◆ **REQUIREMENT**:
Scan the entries below for the word "usize" and copy every line where it turns up.
*** STUDY MATERIAL ***
//! Datagram classification for the tunnel's UDP channel.
//!
//! Control traffic (keepalives and the peer-discovery handshake) shares the
//! UDP channel with encapsulated Ethernet frames and is identified purely by
//! the leading bytes of the decrypted payload. A frame whose first bytes
//! happen to spell a control prefix is misclassified; the prefixes were
//! chosen so that no sane Ethernet destination address produces them, and
//! the collision is an accepted limitation of the wire format.

/// Liveness probe, sent once per second on every path.
pub const PING: &[u8] = b"PING:PING:";
/// Reply to [`PING`], echoed on the path the probe arrived on.
pub const PONG: &[u8] = b"PONG:PONG:";
/// Prefix of the shared-secret handshake used to discover NATed peers.
pub const PASSWORD_PREFIX: &[u8] = b"PASSWORD:";

/// A decrypted UDP payload, classified by prefix.
#[derive(Debug, PartialEq, Eq)]
pub enum Datagram<'a> {
    Ping,
    Pong,
    /// The bytes after `PASSWORD:`; a well-formed handshake carries the
    /// password followed by a NUL.
    Password(&'a [u8]),
    /// An encapsulated Ethernet frame.
    Data(&'a [u8]),
}

impl<'a> Datagram<'a> {
    pub fn decode(payload: &'a [u8]) -> Self {
        if payload.starts_with(PING) {
            Datagram::Ping
        } else if payload.starts_with(PONG) {
            Datagram::Pong
        } else if let Some(rest) = payload.strip_prefix(PASSWORD_PREFIX) {
            Datagram::Password(rest)
        } else {
            Datagram::Data(payload)
        }
    }
}

/// Encode the handshake payload: `PASSWORD:<password>\0`.
pub fn encode_password(password: &str) -> Vec<u8> {
    let mut buf = Vec::with_capacity(PASSWORD_PREFIX.len() + password.len() + 1);
    buf.extend_from_slice(PASSWORD_PREFIX);
    buf.extend_from_slice(password.as_bytes());
    buf.push(0);
    buf
}

/// Check the bytes following `PASSWORD:` against the configured secret.
///
/// The handshake is only accepted when the password matches exactly and is
/// NUL-terminated, so a configured password that is a prefix of the offered
/// one (or vice versa) is rejected.
pub fn password_matches(rest: &[u8], expected: &str) -> bool {
    let expected = expected.as_bytes();
    rest.len() > expected.len() && &rest[..expected.len()] == expected && rest[expected.len()] == 0
}
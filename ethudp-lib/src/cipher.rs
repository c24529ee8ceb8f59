//! Optional symmetric encryption of UDP payloads.
//!
//! The whole payload is encrypted, control datagrams included, so the two
//! endpoints must agree on algorithm and key or every datagram (even a PING)
//! is dropped after a failed decrypt.
//!
//! AES runs in CBC mode with PKCS#7 padding and a fixed all-zero IV. The
//! zero IV is required for wire compatibility and is a compatibility-only
//! mode: equal plaintext prefixes produce equal ciphertext prefixes across
//! datagrams. Deployments that do not need the historical wire format should
//! use an AEAD with a per-datagram nonce instead.

use std::fmt;
use std::str::FromStr;

use aes::cipher::block_padding::Pkcs7;
use aes::cipher::{BlockDecryptMut, BlockEncryptMut, KeyIvInit};
use serde::Deserialize;

use crate::error::{Result, TunnelError};

/// AES block size; the worst-case growth of an encrypted payload.
pub const BLOCK_LEN: usize = 16;

const ZERO_IV: [u8; BLOCK_LEN] = [0u8; BLOCK_LEN];

/// Payload cipher selection.
#[derive(Debug, Clone, Copy, PartialEq, Eq, Deserialize)]
pub enum CipherAlgorithm {
    #[serde(rename = "xor")]
    Xor,
    #[serde(rename = "aes-128")]
    Aes128Cbc,
    #[serde(rename = "aes-192")]
    Aes192Cbc,
    #[serde(rename = "aes-256")]
    Aes256Cbc,
}

impl fmt::Display for CipherAlgorithm {
    fn fmt(&self, f: &mut fmt::Formatter<'_>) -> fmt::Result {
        let name = match self {
            CipherAlgorithm::Xor => "xor",
            CipherAlgorithm::Aes128Cbc => "aes-128",
            CipherAlgorithm::Aes192Cbc => "aes-192",
            CipherAlgorithm::Aes256Cbc => "aes-256",
        };
        f.write_str(name)
    }
}

impl FromStr for CipherAlgorithm {
    type Err = String;

    fn from_str(s: &str) -> std::result::Result<Self, Self::Err> {
        match s {
            "xor" => Ok(CipherAlgorithm::Xor),
            "aes-128" => Ok(CipherAlgorithm::Aes128Cbc),
            "aes-192" => Ok(CipherAlgorithm::Aes192Cbc),
            "aes-256" => Ok(CipherAlgorithm::Aes256Cbc),
            other => Err(format!(
                "unknown cipher '{other}' (expected xor, aes-128, aes-192 or aes-256)"
            )),
        }
    }
}

type Aes128CbcEnc = cbc::Encryptor<aes::Aes128>;
type Aes128CbcDec = cbc::Decryptor<aes::Aes128>;
type Aes192CbcEnc = cbc::Encryptor<aes::Aes192>;
type Aes192CbcDec = cbc::Decryptor<aes::Aes192>;
type Aes256CbcEnc = cbc::Encryptor<aes::Aes256>;
type Aes256CbcDec = cbc::Decryptor<aes::Aes256>;

/// Symmetric payload cipher; the same key drives both directions.
#[derive(Debug, Clone)]
pub struct Cipher {
    algorithm: CipherAlgorithm,
    /// Raw key bytes, cycled by the XOR cipher.
    key: Vec<u8>,
    /// Key material zero-padded to the largest AES key size; the AES modes
    /// read their key length from the front.
    material: [u8; 32],
}

impl Cipher {
    pub fn new(algorithm: CipherAlgorithm, key: &[u8]) -> Result<Self> {
        if key.is_empty() {
            return Err(TunnelError::EmptyKey);
        }
        let mut material = [0u8; 32];
        let n = key.len().min(material.len());
        material[..n].copy_from_slice(&key[..n]);
        Ok(Self { algorithm, key: key.to_vec(), material })
    }

    pub fn algorithm(&self) -> CipherAlgorithm {
        self.algorithm
    }

    /// Encrypt `src` into `dst` and return the ciphertext length.
    ///
    /// `dst` must hold at least `src.len() + BLOCK_LEN` bytes; a zero return
    /// means the output did not fit and the caller must drop the payload.
    pub fn encrypt(&self, src: &[u8], dst: &mut [u8]) -> usize {
        match self.algorithm {
            CipherAlgorithm::Xor => self.xor(src, dst),
            CipherAlgorithm::Aes128Cbc => {
                Aes128CbcEnc::new(&self.aes_key::<16>().into(), &ZERO_IV.into())
                    .encrypt_padded_b2b_mut::<Pkcs7>(src, dst)
                    .map(|out| out.len())
                    .unwrap_or(0)
            }
            CipherAlgorithm::Aes192Cbc => {
                Aes192CbcEnc::new(&self.aes_key::<24>().into(), &ZERO_IV.into())
                    .encrypt_padded_b2b_mut::<Pkcs7>(src, dst)
                    .map(|out| out.len())
                    .unwrap_or(0)
            }
            CipherAlgorithm::Aes256Cbc => {
                Aes256CbcEnc::new(&self.aes_key::<32>().into(), &ZERO_IV.into())
                    .encrypt_padded_b2b_mut::<Pkcs7>(src, dst)
                    .map(|out| out.len())
                    .unwrap_or(0)
            }
        }
    }

    /// Decrypt `src` into `dst`; `None` signals a corrupt or foreign
    /// datagram that the caller must drop.
    pub fn decrypt(&self, src: &[u8], dst: &mut [u8]) -> Option<usize> {
        match self.algorithm {
            CipherAlgorithm::Xor => Some(self.xor(src, dst)),
            CipherAlgorithm::Aes128Cbc => {
                Aes128CbcDec::new(&self.aes_key::<16>().into(), &ZERO_IV.into())
                    .decrypt_padded_b2b_mut::<Pkcs7>(src, dst)
                    .map(|out| out.len())
                    .ok()
            }
            CipherAlgorithm::Aes192Cbc => {
                Aes192CbcDec::new(&self.aes_key::<24>().into(), &ZERO_IV.into())
                    .decrypt_padded_b2b_mut::<Pkcs7>(src, dst)
                    .map(|out| out.len())
                    .ok()
            }
            CipherAlgorithm::Aes256Cbc => {
                Aes256CbcDec::new(&self.aes_key::<32>().into(), &ZERO_IV.into())
                    .decrypt_padded_b2b_mut::<Pkcs7>(src, dst)
                    .map(|out| out.len())
                    .ok()
            }
        }
    }

    /// XOR with the cycled key; its own inverse.
    fn xor(&self, src: &[u8], dst: &mut [u8]) -> usize {
        for (i, byte) in src.iter().enumerate() {
            dst[i] = byte ^ self.key[i % self.key.len()];
        }
        src.len()
    }

    fn aes_key<const N: usize>(&self) -> [u8; N] {
        let mut key = [0u8; N];
        key.copy_from_slice(&self.material[..N]);
        key
    }
}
*** End of STUDY MATERIAL ***
◆ **TASK OUTPUT**:
pub const BLOCK_LEN: usize = 16;
    pub fn encrypt(&self, src: &[u8], dst: &mut [u8]) -> usize {
    pub fn decrypt(&self, src: &[u8], dst: &mut [u8]) -> Option<usize> {
    fn xor(&self, src: &[u8], dst: &mut [u8]) -> usize {
    fn aes_key<const N: usize>(&self) -> [u8; N] {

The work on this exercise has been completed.